### TASK TO CARRY OUT
Pick out all lines in the listing holding the string "between" and copy them.
**** DATASET
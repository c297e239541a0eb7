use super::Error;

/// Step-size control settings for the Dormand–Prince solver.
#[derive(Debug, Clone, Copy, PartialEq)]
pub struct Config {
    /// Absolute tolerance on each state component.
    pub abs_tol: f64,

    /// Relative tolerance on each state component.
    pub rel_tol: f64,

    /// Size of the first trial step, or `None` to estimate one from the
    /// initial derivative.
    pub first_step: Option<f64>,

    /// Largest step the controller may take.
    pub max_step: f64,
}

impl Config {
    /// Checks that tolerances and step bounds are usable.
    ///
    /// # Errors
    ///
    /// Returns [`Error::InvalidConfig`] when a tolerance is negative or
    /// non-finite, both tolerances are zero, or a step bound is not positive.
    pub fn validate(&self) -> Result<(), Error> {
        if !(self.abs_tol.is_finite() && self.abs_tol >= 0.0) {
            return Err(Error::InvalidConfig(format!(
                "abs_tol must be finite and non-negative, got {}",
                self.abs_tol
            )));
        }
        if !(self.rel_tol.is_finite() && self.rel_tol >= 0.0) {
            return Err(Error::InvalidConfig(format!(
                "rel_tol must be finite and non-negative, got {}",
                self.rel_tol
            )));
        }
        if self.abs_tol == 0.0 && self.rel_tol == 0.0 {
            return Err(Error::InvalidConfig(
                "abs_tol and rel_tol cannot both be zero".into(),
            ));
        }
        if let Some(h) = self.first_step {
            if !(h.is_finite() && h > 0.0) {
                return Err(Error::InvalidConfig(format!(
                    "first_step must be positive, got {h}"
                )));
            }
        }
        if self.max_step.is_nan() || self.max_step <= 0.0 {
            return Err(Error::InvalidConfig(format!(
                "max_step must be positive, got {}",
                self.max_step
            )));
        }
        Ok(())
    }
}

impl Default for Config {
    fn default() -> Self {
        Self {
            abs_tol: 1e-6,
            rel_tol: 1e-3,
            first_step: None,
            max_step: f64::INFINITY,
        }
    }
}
********
**** DATASET
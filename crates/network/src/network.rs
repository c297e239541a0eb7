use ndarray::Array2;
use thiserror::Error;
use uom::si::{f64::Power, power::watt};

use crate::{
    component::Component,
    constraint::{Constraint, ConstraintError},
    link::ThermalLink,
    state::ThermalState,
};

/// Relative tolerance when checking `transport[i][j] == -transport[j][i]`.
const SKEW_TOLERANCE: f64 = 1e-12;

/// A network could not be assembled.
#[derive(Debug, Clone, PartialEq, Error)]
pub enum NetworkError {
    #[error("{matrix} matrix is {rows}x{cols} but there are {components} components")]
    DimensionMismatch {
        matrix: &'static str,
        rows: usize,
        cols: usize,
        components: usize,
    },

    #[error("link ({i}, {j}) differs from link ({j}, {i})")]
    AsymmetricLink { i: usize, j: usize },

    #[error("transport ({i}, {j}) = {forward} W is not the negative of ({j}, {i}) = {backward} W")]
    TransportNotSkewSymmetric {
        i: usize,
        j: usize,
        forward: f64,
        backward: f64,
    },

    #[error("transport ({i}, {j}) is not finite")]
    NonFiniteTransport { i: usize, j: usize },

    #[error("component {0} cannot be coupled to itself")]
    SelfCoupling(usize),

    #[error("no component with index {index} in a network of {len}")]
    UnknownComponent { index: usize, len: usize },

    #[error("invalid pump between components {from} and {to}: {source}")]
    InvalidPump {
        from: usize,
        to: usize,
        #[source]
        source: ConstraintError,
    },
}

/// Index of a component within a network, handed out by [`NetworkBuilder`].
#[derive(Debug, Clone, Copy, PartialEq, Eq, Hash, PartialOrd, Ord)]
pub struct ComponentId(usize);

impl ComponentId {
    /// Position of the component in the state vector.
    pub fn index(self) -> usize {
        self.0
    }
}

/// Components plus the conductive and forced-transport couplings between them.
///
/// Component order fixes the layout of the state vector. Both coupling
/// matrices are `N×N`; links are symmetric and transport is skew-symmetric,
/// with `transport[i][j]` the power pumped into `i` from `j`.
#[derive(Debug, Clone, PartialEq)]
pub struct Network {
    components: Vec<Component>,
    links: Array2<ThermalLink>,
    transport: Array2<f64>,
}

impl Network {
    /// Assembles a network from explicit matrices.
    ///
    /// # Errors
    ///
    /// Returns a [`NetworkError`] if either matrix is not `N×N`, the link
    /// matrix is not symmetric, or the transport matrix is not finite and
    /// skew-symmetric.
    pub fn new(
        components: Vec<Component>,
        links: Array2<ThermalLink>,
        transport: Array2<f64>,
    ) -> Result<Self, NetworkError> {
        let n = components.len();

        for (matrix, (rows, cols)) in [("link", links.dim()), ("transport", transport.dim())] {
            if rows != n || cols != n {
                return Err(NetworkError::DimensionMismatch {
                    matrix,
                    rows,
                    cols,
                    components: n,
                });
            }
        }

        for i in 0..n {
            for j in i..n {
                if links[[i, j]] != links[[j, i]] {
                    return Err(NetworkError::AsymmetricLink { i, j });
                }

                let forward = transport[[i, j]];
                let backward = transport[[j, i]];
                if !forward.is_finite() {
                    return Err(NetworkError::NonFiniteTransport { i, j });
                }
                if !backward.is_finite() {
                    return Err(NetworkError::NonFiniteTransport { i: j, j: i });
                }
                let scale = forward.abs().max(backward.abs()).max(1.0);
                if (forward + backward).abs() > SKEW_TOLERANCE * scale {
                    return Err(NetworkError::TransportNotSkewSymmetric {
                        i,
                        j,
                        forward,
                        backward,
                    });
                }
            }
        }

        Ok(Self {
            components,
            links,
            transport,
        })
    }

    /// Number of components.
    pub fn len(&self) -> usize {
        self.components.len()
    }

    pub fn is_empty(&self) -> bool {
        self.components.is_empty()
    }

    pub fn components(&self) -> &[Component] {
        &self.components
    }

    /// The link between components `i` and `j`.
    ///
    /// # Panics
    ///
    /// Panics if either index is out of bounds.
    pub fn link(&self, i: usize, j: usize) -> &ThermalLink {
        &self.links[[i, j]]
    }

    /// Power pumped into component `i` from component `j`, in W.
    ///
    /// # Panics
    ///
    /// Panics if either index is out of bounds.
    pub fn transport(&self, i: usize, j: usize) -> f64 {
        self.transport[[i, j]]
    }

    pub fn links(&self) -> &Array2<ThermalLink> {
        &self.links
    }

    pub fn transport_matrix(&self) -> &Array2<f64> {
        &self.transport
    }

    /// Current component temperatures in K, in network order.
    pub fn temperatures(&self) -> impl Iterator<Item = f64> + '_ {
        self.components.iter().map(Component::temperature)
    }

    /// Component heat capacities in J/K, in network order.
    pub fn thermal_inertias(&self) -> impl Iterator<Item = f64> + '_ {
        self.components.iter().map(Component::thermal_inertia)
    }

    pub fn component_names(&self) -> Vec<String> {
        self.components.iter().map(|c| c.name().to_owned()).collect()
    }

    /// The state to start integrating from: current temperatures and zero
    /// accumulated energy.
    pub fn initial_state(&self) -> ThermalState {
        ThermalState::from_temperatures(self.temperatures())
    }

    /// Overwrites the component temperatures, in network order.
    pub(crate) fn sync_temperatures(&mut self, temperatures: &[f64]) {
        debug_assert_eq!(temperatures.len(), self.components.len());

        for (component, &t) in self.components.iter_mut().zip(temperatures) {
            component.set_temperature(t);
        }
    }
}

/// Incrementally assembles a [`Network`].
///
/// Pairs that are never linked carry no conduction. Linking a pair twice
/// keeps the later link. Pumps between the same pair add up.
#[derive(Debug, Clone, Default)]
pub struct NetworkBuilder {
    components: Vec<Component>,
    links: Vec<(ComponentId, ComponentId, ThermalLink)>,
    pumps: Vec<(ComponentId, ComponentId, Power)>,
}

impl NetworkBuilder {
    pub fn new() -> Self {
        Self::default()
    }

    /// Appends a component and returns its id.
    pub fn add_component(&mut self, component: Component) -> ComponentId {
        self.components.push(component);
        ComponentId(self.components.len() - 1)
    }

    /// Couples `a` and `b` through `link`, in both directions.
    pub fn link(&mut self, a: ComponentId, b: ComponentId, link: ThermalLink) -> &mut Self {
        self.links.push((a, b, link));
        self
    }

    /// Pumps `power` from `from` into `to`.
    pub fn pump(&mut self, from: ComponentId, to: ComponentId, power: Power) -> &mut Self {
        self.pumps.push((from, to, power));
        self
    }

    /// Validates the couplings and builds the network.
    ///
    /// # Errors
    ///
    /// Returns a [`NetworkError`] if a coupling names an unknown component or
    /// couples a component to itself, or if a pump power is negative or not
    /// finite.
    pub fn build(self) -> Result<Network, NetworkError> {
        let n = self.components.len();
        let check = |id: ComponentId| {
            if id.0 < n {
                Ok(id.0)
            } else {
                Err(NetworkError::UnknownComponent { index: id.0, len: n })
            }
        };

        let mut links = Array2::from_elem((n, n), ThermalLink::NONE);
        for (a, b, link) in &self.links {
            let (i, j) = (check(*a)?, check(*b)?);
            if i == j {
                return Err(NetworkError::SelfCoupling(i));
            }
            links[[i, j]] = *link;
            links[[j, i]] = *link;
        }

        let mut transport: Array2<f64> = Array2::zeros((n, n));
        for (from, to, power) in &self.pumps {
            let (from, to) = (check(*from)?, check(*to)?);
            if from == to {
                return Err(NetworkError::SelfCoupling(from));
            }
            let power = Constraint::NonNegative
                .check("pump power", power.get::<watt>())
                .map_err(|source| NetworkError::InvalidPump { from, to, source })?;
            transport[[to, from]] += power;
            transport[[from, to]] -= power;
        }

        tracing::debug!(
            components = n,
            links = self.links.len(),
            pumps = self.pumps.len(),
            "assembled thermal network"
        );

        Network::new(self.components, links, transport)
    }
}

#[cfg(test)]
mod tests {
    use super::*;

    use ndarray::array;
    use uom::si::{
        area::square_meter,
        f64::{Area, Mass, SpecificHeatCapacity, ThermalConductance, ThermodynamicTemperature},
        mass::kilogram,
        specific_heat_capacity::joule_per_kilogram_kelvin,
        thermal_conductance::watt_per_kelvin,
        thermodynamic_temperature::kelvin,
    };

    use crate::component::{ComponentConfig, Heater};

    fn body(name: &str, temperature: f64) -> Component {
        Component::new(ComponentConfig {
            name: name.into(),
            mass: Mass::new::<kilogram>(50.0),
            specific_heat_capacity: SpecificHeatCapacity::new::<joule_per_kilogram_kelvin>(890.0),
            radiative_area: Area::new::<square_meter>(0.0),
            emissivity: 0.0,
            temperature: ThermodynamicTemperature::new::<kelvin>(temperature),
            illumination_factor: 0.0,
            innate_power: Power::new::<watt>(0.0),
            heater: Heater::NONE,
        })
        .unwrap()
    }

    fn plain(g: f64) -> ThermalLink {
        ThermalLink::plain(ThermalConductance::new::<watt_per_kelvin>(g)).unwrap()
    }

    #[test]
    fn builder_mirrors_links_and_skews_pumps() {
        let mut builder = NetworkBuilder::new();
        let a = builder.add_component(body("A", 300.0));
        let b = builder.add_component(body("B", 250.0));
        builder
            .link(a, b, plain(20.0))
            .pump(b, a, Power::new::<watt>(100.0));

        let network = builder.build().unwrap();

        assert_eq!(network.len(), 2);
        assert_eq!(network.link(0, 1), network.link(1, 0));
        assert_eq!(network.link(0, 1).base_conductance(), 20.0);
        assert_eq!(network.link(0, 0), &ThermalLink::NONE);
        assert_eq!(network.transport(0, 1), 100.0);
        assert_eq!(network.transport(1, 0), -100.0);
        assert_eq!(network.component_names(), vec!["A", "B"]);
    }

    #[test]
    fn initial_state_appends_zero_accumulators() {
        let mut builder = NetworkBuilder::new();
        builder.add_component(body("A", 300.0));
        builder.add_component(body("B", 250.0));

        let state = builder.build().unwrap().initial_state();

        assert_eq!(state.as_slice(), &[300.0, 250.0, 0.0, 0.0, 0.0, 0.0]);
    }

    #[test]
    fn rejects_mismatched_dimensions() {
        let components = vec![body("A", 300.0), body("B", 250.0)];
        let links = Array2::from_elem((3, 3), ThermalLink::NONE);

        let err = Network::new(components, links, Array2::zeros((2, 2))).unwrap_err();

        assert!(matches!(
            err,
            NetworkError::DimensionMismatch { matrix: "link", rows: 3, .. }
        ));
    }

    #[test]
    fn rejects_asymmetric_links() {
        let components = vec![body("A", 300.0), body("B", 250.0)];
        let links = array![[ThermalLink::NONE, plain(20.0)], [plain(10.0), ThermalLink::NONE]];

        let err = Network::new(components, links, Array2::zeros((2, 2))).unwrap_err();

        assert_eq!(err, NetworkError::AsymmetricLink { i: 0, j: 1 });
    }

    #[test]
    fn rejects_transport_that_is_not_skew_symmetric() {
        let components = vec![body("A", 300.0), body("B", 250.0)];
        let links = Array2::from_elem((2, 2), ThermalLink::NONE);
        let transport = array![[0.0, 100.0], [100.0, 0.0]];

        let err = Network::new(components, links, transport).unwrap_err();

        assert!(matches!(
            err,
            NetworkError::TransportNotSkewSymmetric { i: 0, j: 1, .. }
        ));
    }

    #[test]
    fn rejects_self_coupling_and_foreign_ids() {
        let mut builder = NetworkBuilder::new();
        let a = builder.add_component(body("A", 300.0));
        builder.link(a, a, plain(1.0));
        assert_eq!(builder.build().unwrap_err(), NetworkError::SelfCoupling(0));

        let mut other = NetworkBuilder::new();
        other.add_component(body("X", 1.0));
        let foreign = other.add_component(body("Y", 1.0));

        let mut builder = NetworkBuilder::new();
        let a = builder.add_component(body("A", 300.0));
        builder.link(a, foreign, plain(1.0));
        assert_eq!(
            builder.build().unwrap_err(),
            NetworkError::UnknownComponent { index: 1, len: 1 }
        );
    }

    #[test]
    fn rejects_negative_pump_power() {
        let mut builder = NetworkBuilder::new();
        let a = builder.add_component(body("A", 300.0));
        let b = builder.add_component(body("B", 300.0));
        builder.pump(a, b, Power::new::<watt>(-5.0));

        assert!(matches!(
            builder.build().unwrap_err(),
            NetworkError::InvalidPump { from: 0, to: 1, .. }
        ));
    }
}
********
### ANSWER BOX
    #[error("invalid pump between components {from} and {to}: {source}")]
/// Components plus the conductive and forced-transport couplings between them.
    /// The link between components `i` and `j`.
/// keeps the later link. Pumps between the same pair add up.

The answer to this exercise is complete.